I was a freshman at the University of the Witwatersrand at the time, and it was no big deal attending classes barefoot.  However, I got disapproving looks when I went to shows, clubs or restaurants around town. Luckily, my frayed bell-bottoms covered my feet so people didn’t notice.  Traipsing through Johannesburg’s grimy streets took some overcoming, but in the name of humility, I stayed true to my vow.  Any official or even semiformal function was potentially embarrassing, and I had to justify my position, much like  my vegetarianism.  Regularly I was turned away or no longer invited, all of which I took in stride.

Going barefoot became a way of life which I upheld with countercultural zeal.  There were rare exceptions when, for example, my mother refused to go to a family friend’s wedding unless I put on a pair of decent shoes, or when I attended the funeral of an acquaintance who’d committed suicide.  On these occasions I complied though I didn’t wear socks.

Winter proved to be a challenge.  Johannesburg is 6000 feet above sea level and can get chilly.  I came close to abandoning my resolve on one occasion, but stood firm and toughened up.  Trips to the primal Magaliesburg Mountains between Pretoria and Johannesburg were trial outings.  By now I could even walk over thorns, at least the smaller Hlabahlabans.  I could have run with Shaka’s impis.  The skin on my soles was like leather.

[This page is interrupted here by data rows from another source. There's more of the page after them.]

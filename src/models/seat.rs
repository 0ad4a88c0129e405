use serde::{Deserialize, Serialize};

use super::{AreaId, SeatGradeId, SeatPositionId};

/// Физическое место на сетке зоны. После загрузки зоны не меняется.
#[derive(Debug, Clone, PartialEq, Eq, Serialize, Deserialize)]
#[serde(rename_all = "camelCase")]
pub struct SeatPosition {
    pub id: SeatPositionId,
    /// Координаты с нуля; внутри зоны две позиции не делят одну клетку.
    pub x: u32,
    pub y: u32,
    pub name: String,
    pub seat_grade_id: SeatGradeId,
}

/// Зона зала - единица загрузки состояния бронирования.
#[derive(Debug, Clone, Serialize, Deserialize)]
#[serde(rename_all = "camelCase")]
pub struct SeatArea {
    pub id: AreaId,
    pub width: u32,
    pub height: u32,
    pub floor_name: String,
    pub area_name: String,
    #[serde(default)]
    pub positions: Vec<SeatPosition>,
}

impl SeatArea {
    pub fn position(&self, id: &SeatPositionId) -> Option<&SeatPosition> {
        self.positions.iter().find(|p| &p.id == id)
    }

    pub fn display_name(&self) -> String {
        format!("{} {}", self.floor_name, self.area_name)
    }
}

/// Ценовая категория. Цена - целое число в минимальных единицах валюты.
#[derive(Debug, Clone, PartialEq, Eq, Serialize, Deserialize)]
pub struct SeatGrade {
    pub id: SeatGradeId,
    pub name: String,
    pub price: u64,
}

/// Обёртка ответа `GET /performance/{id}/seat-areas`.
#[derive(Debug, Deserialize)]
#[serde(rename_all = "camelCase")]
pub(crate) struct SeatAreasResponse {
    pub seat_areas: Vec<SeatArea>,
}
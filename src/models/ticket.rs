use serde::{Deserialize, Serialize};
use uuid::Uuid;
use validator::Validate;

use super::{PerformanceId, ReservationId, SeatPositionId, TicketId};

/// Живое состояние билета на сеанс. `can_reserve` может смениться в любой момент,
/// поэтому это снимок, а не истина.
#[derive(Debug, Clone, PartialEq, Eq, Serialize, Deserialize)]
#[serde(rename_all = "camelCase")]
pub struct TicketState {
    pub id: TicketId,
    pub seat_position_id: SeatPositionId,
    pub can_reserve: bool,
}

/// Обёртка ответа `GET /reservation?roundId&areaId`.
#[derive(Debug, Deserialize)]
pub(crate) struct ReservationStateResponse {
    pub tickets: Vec<TicketState>,
}

/// Тело `PATCH /reservation/temp`: временно держим выбранные билеты за пользователем.
#[derive(Debug, Clone, Serialize, Validate)]
#[serde(rename_all = "camelCase")]
pub struct TempReservationRequest {
    pub performance_id: PerformanceId,
    pub user_id: Uuid,
    #[validate(length(min = 1))]
    pub ticket_ids: Vec<TicketId>,
}

#[derive(Debug, Deserialize)]
#[serde(rename_all = "camelCase")]
pub(crate) struct TempReservationResponse {
    pub reservation_id: ReservationId,
}

#[cfg(test)]
mod tests {
    use super::*;

    #[test]
    fn temp_reservation_body_matches_wire_shape() {
        let req = TempReservationRequest {
            performance_id: PerformanceId::from("p1"),
            user_id: Uuid::nil(),
            ticket_ids: vec![TicketId::from("t1"), TicketId::from("t2")],
        };

        let json = serde_json::to_value(&req).unwrap();

        assert_eq!(json["performanceId"], "p1");
        assert_eq!(json["userId"], "00000000-0000-0000-0000-000000000000");
        assert_eq!(json["ticketIds"], serde_json::json!(["t1", "t2"]));
    }

    #[test]
    fn empty_ticket_list_fails_validation() {
        let req = TempReservationRequest {
            performance_id: PerformanceId::from("p1"),
            user_id: Uuid::nil(),
            ticket_ids: vec![],
        };
        assert!(req.validate().is_err());
    }
}
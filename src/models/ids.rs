//! Непрозрачные строковые идентификаторы, которые выдаёт бэкенд.
//!
//! Все они приходят как строки (обычно UUID), но путать идентификатор места
//! с идентификатором билета нельзя: у каждого свой тип.

use serde::{Deserialize, Serialize};
use std::fmt;

macro_rules! string_id {
    ($(#[$meta:meta])* $name:ident) => {
        $(#[$meta])*
        #[derive(Debug, Clone, PartialEq, Eq, Hash, PartialOrd, Ord, Serialize, Deserialize)]
        #[serde(transparent)]
        pub struct $name(pub String);

        impl $name {
            pub fn new(value: impl Into<String>) -> Self {
                Self(value.into())
            }

            pub fn as_str(&self) -> &str {
                &self.0
            }
        }

        impl fmt::Display for $name {
            fn fmt(&self, f: &mut fmt::Formatter<'_>) -> fmt::Result {
                f.write_str(&self.0)
            }
        }

        impl From<&str> for $name {
            fn from(value: &str) -> Self {
                Self(value.to_string())
            }
        }
    };
}

string_id!(
    /// Спектакль / концерт.
    PerformanceId
);
string_id!(
    /// Сеанс (одна дата/время в рамках серии показов).
    RoundId
);
string_id!(
    /// Зона зала: этаж + именованный блок.
    AreaId
);
string_id!(
    /// Физическое место в зоне.
    SeatPositionId
);
string_id!(
    /// Ценовая категория места (VIP, R, S ...).
    SeatGradeId
);
string_id!(
    /// Серверный билет: место, привязанное к конкретному сеансу.
    TicketId
);
string_id!(DiscountId);
string_id!(ReservationId);
string_id!(PaymentId);
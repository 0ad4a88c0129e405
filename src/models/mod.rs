pub mod ids;
pub mod performance;
pub mod seat;
pub mod ticket;
pub mod discount;
pub mod payment;

pub use ids::{
    AreaId, DiscountId, PaymentId, PerformanceId, ReservationId, RoundId, SeatGradeId,
    SeatPositionId, TicketId,
};
pub use performance::{PerformanceDetail, Round};
pub use seat::{SeatArea, SeatGrade, SeatPosition};
pub use ticket::{TempReservationRequest, TicketState};
pub use discount::{ApplyCountType, Discount, DiscountTier, GradeDiscounts, TierRef};
pub use payment::{PaymentConfirmRequest, PaymentItem, PaymentMethod, PaymentStartRequest, PaymentStarted};
use serde::{Deserialize, Serialize};
use uuid::Uuid;
use validator::Validate;

use super::{DiscountId, PaymentId, ReservationId, SeatGradeId};

/// Строка платёжного запроса: сколько мест категории оплачивается по какому тарифу.
#[derive(Debug, Clone, PartialEq, Eq, Serialize, Deserialize)]
#[serde(rename_all = "camelCase")]
pub struct PaymentItem {
    pub seat_grade_id: SeatGradeId,
    pub reservation_count: u32,
    /// `null` для обычного тарифа.
    pub discount_id: Option<DiscountId>,
}

#[derive(Debug, Clone, Copy, PartialEq, Eq, Default, Serialize, Deserialize)]
#[serde(rename_all = "SCREAMING_SNAKE_CASE")]
pub enum PaymentMethod {
    #[default]
    CreditCard,
}

/// Тело `PATCH /payment/start`.
#[derive(Debug, Clone, Serialize, Validate)]
#[serde(rename_all = "camelCase")]
pub struct PaymentStartRequest {
    pub reservation_id: ReservationId,
    #[validate(length(min = 1))]
    pub payment_items: Vec<PaymentItem>,
    pub payment_method: PaymentMethod,
    pub user_id: Uuid,
}

/// Ответ `PATCH /payment/start`: платёж создан и ждёт подтверждения.
#[derive(Debug, Clone, PartialEq, Eq, Serialize, Deserialize)]
#[serde(rename_all = "camelCase")]
pub struct PaymentStarted {
    pub payment_id: PaymentId,
    pub total_amount: u64,
}

/// Тело `PATCH /payment/confirm`.
#[derive(Debug, Clone, Serialize)]
#[serde(rename_all = "camelCase")]
pub struct PaymentConfirmRequest {
    pub payment_id: PaymentId,
    pub user_id: Uuid,
    pub reservation_id: ReservationId,
}

#[cfg(test)]
mod tests {
    use super::*;

    #[test]
    fn normal_tier_item_serializes_null_discount() {
        let item = PaymentItem {
            seat_grade_id: SeatGradeId::from("g1"),
            reservation_count: 2,
            discount_id: None,
        };

        let json = serde_json::to_value(&item).unwrap();

        assert_eq!(
            json,
            serde_json::json!({ "seatGradeId": "g1", "reservationCount": 2, "discountId": null })
        );
    }

    #[test]
    fn payment_method_uses_server_spelling() {
        assert_eq!(serde_json::to_value(PaymentMethod::CreditCard).unwrap(), "CREDIT_CARD");
    }

    #[test]
    fn start_request_without_items_is_invalid() {
        let req = PaymentStartRequest {
            reservation_id: ReservationId::from("res-1"),
            payment_items: vec![],
            payment_method: PaymentMethod::CreditCard,
            user_id: Uuid::nil(),
        };
        assert!(req.validate().is_err());
    }
}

The longer trips were an entirely different matter.  On one occasion I hitchhiked 500 miles down to Durban, then south along the east coast to Margate where I met up with some friends.  Together we trekked along the Transkei Coast for a week.  Hiking along the beach and swimming in the Indian Ocean was pleasant enough, but the intermittent miles of rocky terrain tested my stamina. Often we were forced to go inland, which increased the danger of getting bitten by venomous snakes.  Anybody knows that it’s plain stupidity to walk through the veldt without some protective gear, preferably boots.  And I did see plenty of snakes, green mambas and puff adders, but I never got bitten, not even by a scorpion.

The inevitable happened when I hitchhiked down to Cape Town during the July vacation in mid winter.  An hour into my trip and I’d only made it to the outskirts of Johannesburg.  As I stood next to the highway from where I could see Soweto Township and Johannesburg’s gold mines, I inadvertently stepped into a pile of broken glass.  A piece got stuck in my left heel.  I tried to pry it out with my penknife, but it lodged itself deeper.  I gave up when a car stopped for me.  I hopped on to the back of the bakkie, hoping the shard would naturally expel itself over time.  Instead the wound got infected.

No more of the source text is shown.